## What you should do
Return a copy of every line in the records that includes the word "static".
[Available data — start]
use thiserror::Error;

#[derive(Error, Debug, Clone, PartialEq)]
pub enum ParamsError {
    #[error("Malformed parameters: cannot place '{key}'")]
    MalformedParameters { key: String },

    #[error("The list's indices start at 1, and {0} is outside that range.")]
    InvalidListIndex(u64),

    #[error("Invalid argument shape at '{path}': expected {expected}, got {found}")]
    InvalidArgumentShape {
        path: String,
        expected: &'static str,
        found: &'static str,
    },

    #[error("Invalid value for '{path}': '{value}' is not a valid {expected}")]
    InvalidScalar {
        path: String,
        expected: &'static str,
        value: String,
    },
}

impl ParamsError {
    pub fn malformed(key: impl Into<String>) -> Self {
        ParamsError::MalformedParameters { key: key.into() }
    }

    pub fn shape_mismatch(path: &str, expected: &'static str, found: &'static str) -> Self {
        ParamsError::InvalidArgumentShape {
            path: display_path(path),
            expected,
            found,
        }
    }

    pub fn invalid_scalar(path: &str, expected: &'static str, value: impl Into<String>) -> Self {
        ParamsError::InvalidScalar {
            path: display_path(path),
            expected,
            value: value.into(),
        }
    }
}

fn display_path(path: &str) -> String {
    if path.is_empty() {
        "<root>".to_string()
    } else {
        path.to_string()
    }
}

pub type ParamsResult<T> = Result<T, ParamsError>;
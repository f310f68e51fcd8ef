use c2client::services::ServiceId;

#[tokio::main(flavor = "current_thread")]
async fn main() {
    c2client::cli::execute(ServiceId::Elb).await
}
[Available data — finish]
## The completed task
        expected: &'static str,
        found: &'static str,
        expected: &'static str,
    pub fn shape_mismatch(path: &str, expected: &'static str, found: &'static str) -> Self {
    pub fn invalid_scalar(path: &str, expected: &'static str, value: impl Into<String>) -> Self {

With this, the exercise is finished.